= Work instructions =
Print exactly the lines below between the line holding "F: Fn(&GlobalId) ->" and the line holding "#[derive(Debug, Clone)]", inclusive, and nothing more.

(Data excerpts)
//! Resolving identifiers back into records.
//!
//! A [`Locator`] keeps a registry of per-app [`Resolver`]s keyed by the
//! lower-cased app name. Identifiers for apps without a custom resolver go
//! through the [`DefaultResolver`], which looks the model type up in a
//! [`ModelRegistry`], applies the type filter, and calls the type's finder.
//!
//! Untrusted input resolves to `None`. The only lookup failure that is an
//! error by default is a missing record in a batch.

use std::collections::HashMap;
use std::fmt;
use std::sync::{Arc, OnceLock, PoisonError, RwLock};

use chrono::{DateTime, Utc};

use crate::error::GidError;
use crate::global_id::{GlobalId, Locatable};
use crate::model::{ModelClass, ModelRegistry, Record, TypeFilter};
use crate::signed::{ParseOptions, SignedLocatable};
use crate::uri::validate_app;
use crate::verifier::MessageVerifier;

static GLOBAL: OnceLock<Locator> = OnceLock::new();

/// The process-wide locator used by [`GlobalId::find`].
pub fn global() -> &'static Locator {
    GLOBAL.get_or_init(Locator::new)
}

/// Options shared by every `locate*` call.
#[derive(Debug, Clone, Default)]
pub struct LocateOptions {
    only: Option<TypeFilter>,
    ignore_missing: bool,
    purpose: Option<String>,
    verifier: Option<Arc<dyn MessageVerifier>>,
    now: Option<DateTime<Utc>>,
}

impl LocateOptions {
    pub fn new() -> Self {
        Self::default()
    }

    /// Restricts results to the given types or capabilities.
    pub fn only(mut self, filter: impl Into<TypeFilter>) -> Self {
        self.only = Some(filter.into());
        self
    }

    /// Drops missing records from batch results instead of failing.
    pub fn ignore_missing(mut self, ignore: bool) -> Self {
        self.ignore_missing = ignore;
        self
    }

    /// The purpose signed tokens must carry.
    pub fn purpose(mut self, purpose: impl Into<String>) -> Self {
        self.purpose = Some(purpose.into());
        self
    }

    /// Verifier for signed tokens, overriding the process-wide default.
    pub fn verifier(mut self, verifier: Arc<dyn MessageVerifier>) -> Self {
        self.verifier = Some(verifier);
        self
    }

    /// Checks token expiry as if the current time were `now`.
    pub fn at(mut self, now: DateTime<Utc>) -> Self {
        self.now = Some(now);
        self
    }

    pub fn type_filter(&self) -> Option<&TypeFilter> {
        self.only.as_ref()
    }

    pub fn ignores_missing(&self) -> bool {
        self.ignore_missing
    }

    fn parse_options(&self) -> ParseOptions {
        ParseOptions::from_parts(self.purpose.clone(), self.verifier.clone(), self.now)
    }
}

/// Resolves identifiers for one app.
///
/// A custom resolver owns filtering: the `only` option is passed along but
/// not applied on its behalf.
pub trait Resolver: Send + Sync {
    fn locate(&self, gid: &GlobalId, options: &LocateOptions) -> Option<Record>;

    /// Resolves a batch, returning one slot per input in input order.
    ///
    /// `None` slots are dropped from the final result. The default calls
    /// `locate` per id and treats a miss as [`GidError::MissingRecord`]
    /// unless `ignore_missing` is set.
    fn locate_many(
        &self,
        gids: &[GlobalId],
        options: &LocateOptions,
    ) -> Result<Vec<Option<Record>>, GidError> {
        gids.iter()
            .map(|gid| match self.locate(gid, options) {
                Some(record) => Ok(Some(record)),
                None => missing(gid, options).map(|()| None),
            })
            .collect()
    }
}

fn missing(gid: &GlobalId, options: &LocateOptions) -> Result<(), GidError> {
    if options.ignore_missing {
        tracing::warn!(gid = %gid, "ignoring missing record in batch lookup");
        return Ok(());
    }
    Err(GidError::MissingRecord {
        model_name: gid.model_name().to_string(),
        model_id: gid.model_id().to_string(),
    })
}

impl<F> Resolver for F
where
    F: Fn(&GlobalId) -> Option<Record> + Send + Sync,
{
    fn locate(&self, gid: &GlobalId, _options: &LocateOptions) -> Option<Record> {
        self(gid)
    }
}

/// Resolves through registered model types.
#[derive(Debug, Clone)]
pub struct DefaultResolver {
    models: Arc<ModelRegistry>,
}

impl DefaultResolver {
    pub fn new(models: Arc<ModelRegistry>) -> Self {
        Self { models }
    }

    fn allowed(&self, gid: &GlobalId, options: &LocateOptions) -> bool {
        options
            .only
            .as_ref()
            .is_none_or(|filter| filter.matches(&self.models, gid.model_name()))
    }
}

impl Resolver for DefaultResolver {
    fn locate(&self, gid: &GlobalId, options: &LocateOptions) -> Option<Record> {
        if !self.allowed(gid, options) {
            tracing::debug!(gid = %gid, "global id filtered out by type restriction");
            return None;
        }

        let Some(class) = self.models.get(gid.model_name()) else {
            tracing::debug!(gid = %gid, "no model type registered for global id");
            return None;
        };

        class.finder().find(gid.model_id())
    }

    fn locate_many(
        &self,
        gids: &[GlobalId],
        options: &LocateOptions,
    ) -> Result<Vec<Option<Record>>, GidError> {
        let mut slots: Vec<Option<Record>> = vec![None; gids.len()];
        let mut groups: Vec<(Arc<ModelClass>, Vec<usize>)> = Vec::new();
        let mut group_index: HashMap<&str, usize> = HashMap::new();

        for (i, gid) in gids.iter().enumerate() {
            if !self.allowed(gid, options) {
                continue;
            }

            if let Some(&g) = group_index.get(gid.model_name()) {
                groups[g].1.push(i);
                continue;
            }

            match self.models.get(gid.model_name()) {
                Some(class) => {
                    group_index.insert(gid.model_name(), groups.len());
                    groups.push((class, vec![i]));
                }
                None => missing(gid, options)?,
            }
        }

        for (class, indices) in groups {
            let mut ids: Vec<&str> = Vec::with_capacity(indices.len());
            for &i in &indices {
                let id = gids[i].model_id();
                if !ids.contains(&id) {
                    ids.push(id);
                }
            }

            tracing::debug!(model = class.name(), count = ids.len(), "batch fetching records");
            let found: HashMap<String, Record> = class
                .finder()
                .find_all(&ids)
                .into_iter()
                .map(|record| (record.id(), record))
                .collect();

            for i in indices {
                match found.get(gids[i].model_id()) {
                    Some(record) => slots[i] = Some(Arc::clone(record)),
                    None => missing(&gids[i], options)?,
                }
            }
        }

        Ok(slots)
    }
}

/// App-name to resolver registry plus the default resolution strategy.
pub struct Locator {
    resolvers: RwLock<HashMap<String, Arc<dyn Resolver>>>,
    models: Arc<ModelRegistry>,
    default: Arc<DefaultResolver>,
}

impl Locator {
    pub fn new() -> Self {
        Self::with_models(Arc::new(ModelRegistry::new()))
    }

    pub fn with_models(models: Arc<ModelRegistry>) -> Self {
        Self {
            resolvers: RwLock::new(HashMap::new()),
            default: Arc::new(DefaultResolver::new(Arc::clone(&models))),
            models,
        }
    }

    /// The model types the default resolver consults.
    pub fn models(&self) -> &ModelRegistry {
        &self.models
    }

    /// Shorthand for `self.models().register(class)`.
    pub fn register_model(&self, class: ModelClass) {
        self.models.register(class);
    }

    /// Registers a resolver for `app`, replacing any previous one.
    ///
    /// The name is matched case-insensitively. Names containing underscores
    /// are rejected because no valid app name can contain one.
    pub fn register(&self, app: &str, resolver: impl Resolver + 'static) -> Result<(), GidError> {
        self.register_shared(app, Arc::new(resolver))
    }

    pub fn register_shared(&self, app: &str, resolver: Arc<dyn Resolver>) -> Result<(), GidError> {
        if app.contains('_') {
            return Err(GidError::InvalidLocatorName(app.to_string()));
        }
        validate_app(app)?;

        tracing::info!(app, "registering global id resolver");
        self.resolvers
            .write()
            .unwrap_or_else(PoisonError::into_inner)
            .insert(app.to_lowercase(), resolver);
        Ok(())
    }

    /// Removes the resolver registered for `app`.
    pub fn unregister(&self, app: &str) -> Option<Arc<dyn Resolver>> {
        self.resolvers
            .write()
            .unwrap_or_else(PoisonError::into_inner)
            .remove(&app.to_lowercase())
    }

    fn resolver_for(&self, app: &str) -> Arc<dyn Resolver> {
        let resolvers = self.resolvers.read().unwrap_or_else(PoisonError::into_inner);
        match resolvers.get(&app.to_lowercase()) {
            Some(resolver) => Arc::clone(resolver),
            None => Arc::clone(&self.default) as Arc<dyn Resolver>,
        }
    }

    /// Resolves one identifier, given as a value, text, or param form.
    pub fn locate(&self, input: impl Locatable, options: &LocateOptions) -> Option<Record> {
        let Some(gid) = input.as_global_id() else {
            tracing::debug!("not a global id");
            return None;
        };
        self.resolver_for(gid.app()).locate(&gid, options)
    }

    /// Resolves many identifiers, preserving input order.
    ///
    /// Each app is resolved in one call; the default resolver then issues one
    /// batch fetch per model type. Inputs that don't parse and records
    /// excluded by `only` are dropped. A record that can't be found fails the
    /// whole call unless `ignore_missing` is set.
    pub fn locate_many<I>(&self, inputs: I, options: &LocateOptions) -> Result<Vec<Record>, GidError>
    where
        I: IntoIterator,
        I::Item: Locatable,
    {
        let gids: Vec<GlobalId> = inputs
            .into_iter()
            .filter_map(|input| input.as_global_id().map(|gid| gid.into_owned()))
            .collect();

        self.locate_gids(gids, options)
    }

    /// Verifies a signed token, then resolves it.
    ///
    /// Tokens that fail verification resolve to `None`. Fails only when no
    /// verifier is available.
    pub fn locate_signed(
        &self,
        input: impl SignedLocatable,
        options: &LocateOptions,
    ) -> Result<Option<Record>, GidError> {
        Ok(input
            .verify_signed(&options.parse_options())?
            .and_then(|sgid| self.locate(sgid.global_id(), options)))
    }

    /// Verifies each token independently, then resolves the survivors as a
    /// batch. Tokens that fail verification are dropped.
    pub fn locate_many_signed<I>(
        &self,
        inputs: I,
        options: &LocateOptions,
    ) -> Result<Vec<Record>, GidError>
    where
        I: IntoIterator,
        I::Item: SignedLocatable,
    {
        let parse_options = options.parse_options();
        let mut gids = Vec::new();
        for input in inputs {
            if let Some(sgid) = input.verify_signed(&parse_options)? {
                gids.push(sgid.global_id().clone());
            }
        }

        self.locate_gids(gids, options)
    }

    fn locate_gids(&self, gids: Vec<GlobalId>, options: &LocateOptions) -> Result<Vec<Record>, GidError> {
        let mut slots: Vec<Option<Record>> = vec![None; gids.len()];
        let mut by_app: Vec<(String, Vec<usize>)> = Vec::new();

        for (i, gid) in gids.iter().enumerate() {
            let key = gid.app().to_lowercase();
            match by_app.iter_mut().find(|(app, _)| *app == key) {
                Some((_, indices)) => indices.push(i),
                None => by_app.push((key, vec![i])),
            }
        }

        for (app, indices) in by_app {
            let batch: Vec<GlobalId> = indices.iter().map(|&i| gids[i].clone()).collect();
            let found = self.resolver_for(&app).locate_many(&batch, options)?;
            for (i, record) in indices.into_iter().zip(found) {
                slots[i] = record;
            }
        }

        Ok(slots.into_iter().flatten().collect())
    }
}

impl Default for Locator {
    fn default() -> Self {
        Self::new()
    }
}

impl fmt::Debug for Locator {
    fn fmt(&self, f: &mut fmt::Formatter<'_>) -> fmt::Result {
        let resolvers = self.resolvers.read().unwrap_or_else(PoisonError::into_inner);
        let mut apps: Vec<&String> = resolvers.keys().collect();
        apps.sort();
        f.debug_struct("Locator")
            .field("apps", &apps)
            .field("models", &self.models)
            .finish()
    }
}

= Worked solution =
    F: Fn(&GlobalId) -> Option<Record> + Send + Sync,
{
    fn locate(&self, gid: &GlobalId, _options: &LocateOptions) -> Option<Record> {
        self(gid)
    }
}

/// Resolves through registered model types.
#[derive(Debug, Clone)]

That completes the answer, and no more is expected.